■ AIM OF THE TASK: Write the records out again, unchanged.

*** DATA EXTRACT Section Begins ***

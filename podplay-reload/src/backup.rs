//! Timestamped copies of files about to be replaced.
//!
//! A backup of `/etc/bind/zones/db.example.org` taken at 2026-10-16 14:03:07
//! lands at `<backup-dir>/db.example.org.20261016-140307`. A second backup in
//! the same second gets `-1`, then `-2`, and so on. Backups are never pruned.

use std::fs;
use std::path::{Path, PathBuf};

use chrono::{Local, NaiveDateTime};

use crate::error::{io_err, ReloadError};

/// A completed backup.
#[derive(Debug, Clone, PartialEq, Eq)]
pub struct Backup {
    pub original: PathBuf,
    pub copy: PathBuf,
}

#[derive(Debug, Clone)]
pub struct BackupManager {
    dir: PathBuf,
}

impl BackupManager {
    pub fn new(dir: impl Into<PathBuf>) -> Self {
        Self { dir: dir.into() }
    }

    pub fn dir(&self) -> &Path {
        &self.dir
    }

    /// Copy `path` into the backup directory, stamped with the local time.
    pub fn backup(&self, path: &Path) -> Result<Backup, ReloadError> {
        self.backup_at(path, Local::now().naive_local())
    }

    pub fn backup_at(&self, path: &Path, now: NaiveDateTime) -> Result<Backup, ReloadError> {
        let name = path
            .file_name()
            .map(|n| n.to_string_lossy().to_string())
            .ok_or_else(|| {
                io_err(
                    path,
                    std::io::Error::new(std::io::ErrorKind::InvalidInput, "path has no file name"),
                )
            })?;

        fs::create_dir_all(&self.dir).map_err(|e| io_err(&self.dir, e))?;

        let stamp = now.format("%Y%m%d-%H%M%S");
        let mut copy = self.dir.join(format!("{name}.{stamp}"));
        let mut n = 1;
        while copy.exists() {
            copy = self.dir.join(format!("{name}.{stamp}-{n}"));
            n += 1;
        }

        fs::copy(path, &copy).map_err(|e| io_err(path, e))?;
        tracing::debug!(original = %path.display(), backup = %copy.display(), "backed up");
        Ok(Backup {
            original: path.to_path_buf(),
            copy,
        })
    }

    /// Copy `backup` back over `target`.
    pub fn restore(&self, backup: &Path, target: &Path) -> Result<(), ReloadError> {
        fs::copy(backup, target).map_err(|e| io_err(target, e))?;
        tracing::info!(backup = %backup.display(), target = %target.display(), "restored from backup");
        Ok(())
    }
}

*** DATA EXTRACT Section Ends ***

■ FINISHED TASK:
filename podplay-reload/src/backup.rs
//! Timestamped copies of files about to be replaced.
//!
//! A backup of `/etc/bind/zones/db.example.org` taken at 2026-10-16 14:03:07
//! lands at `<backup-dir>/db.example.org.20261016-140307`. A second backup in
//! the same second gets `-1`, then `-2`, and so on. Backups are never pruned.

use std::fs;
use std::path::{Path, PathBuf};

use chrono::{Local, NaiveDateTime};

use crate::error::{io_err, ReloadError};

/// A completed backup.
#[derive(Debug, Clone, PartialEq, Eq)]
pub struct Backup {
    pub original: PathBuf,
    pub copy: PathBuf,
}

#[derive(Debug, Clone)]
pub struct BackupManager {
    dir: PathBuf,
}

impl BackupManager {
    pub fn new(dir: impl Into<PathBuf>) -> Self {
        Self { dir: dir.into() }
    }

    pub fn dir(&self) -> &Path {
        &self.dir
    }

    /// Copy `path` into the backup directory, stamped with the local time.
    pub fn backup(&self, path: &Path) -> Result<Backup, ReloadError> {
        self.backup_at(path, Local::now().naive_local())
    }

    pub fn backup_at(&self, path: &Path, now: NaiveDateTime) -> Result<Backup, ReloadError> {
        let name = path
            .file_name()
            .map(|n| n.to_string_lossy().to_string())
            .ok_or_else(|| {
                io_err(
                    path,
                    std::io::Error::new(std::io::ErrorKind::InvalidInput, "path has no file name"),
                )
            })?;

        fs::create_dir_all(&self.dir).map_err(|e| io_err(&self.dir, e))?;

        let stamp = now.format("%Y%m%d-%H%M%S");
        let mut copy = self.dir.join(format!("{name}.{stamp}"));
        let mut n = 1;
        while copy.exists() {
            copy = self.dir.join(format!("{name}.{stamp}-{n}"));
            n += 1;
        }

        fs::copy(path, &copy).map_err(|e| io_err(path, e))?;
        tracing::debug!(original = %path.display(), backup = %copy.display(), "backed up");
        Ok(Backup {
            original: path.to_path_buf(),
            copy,
        })
    }

    /// Copy `backup` back over `target`.
    pub fn restore(&self, backup: &Path, target: &Path) -> Result<(), ReloadError> {
        fs::copy(backup, target).map_err(|e| io_err(target, e))?;
        tracing::info!(backup = %backup.display(), target = %target.display(), "restored from backup");
        Ok(())
    }
}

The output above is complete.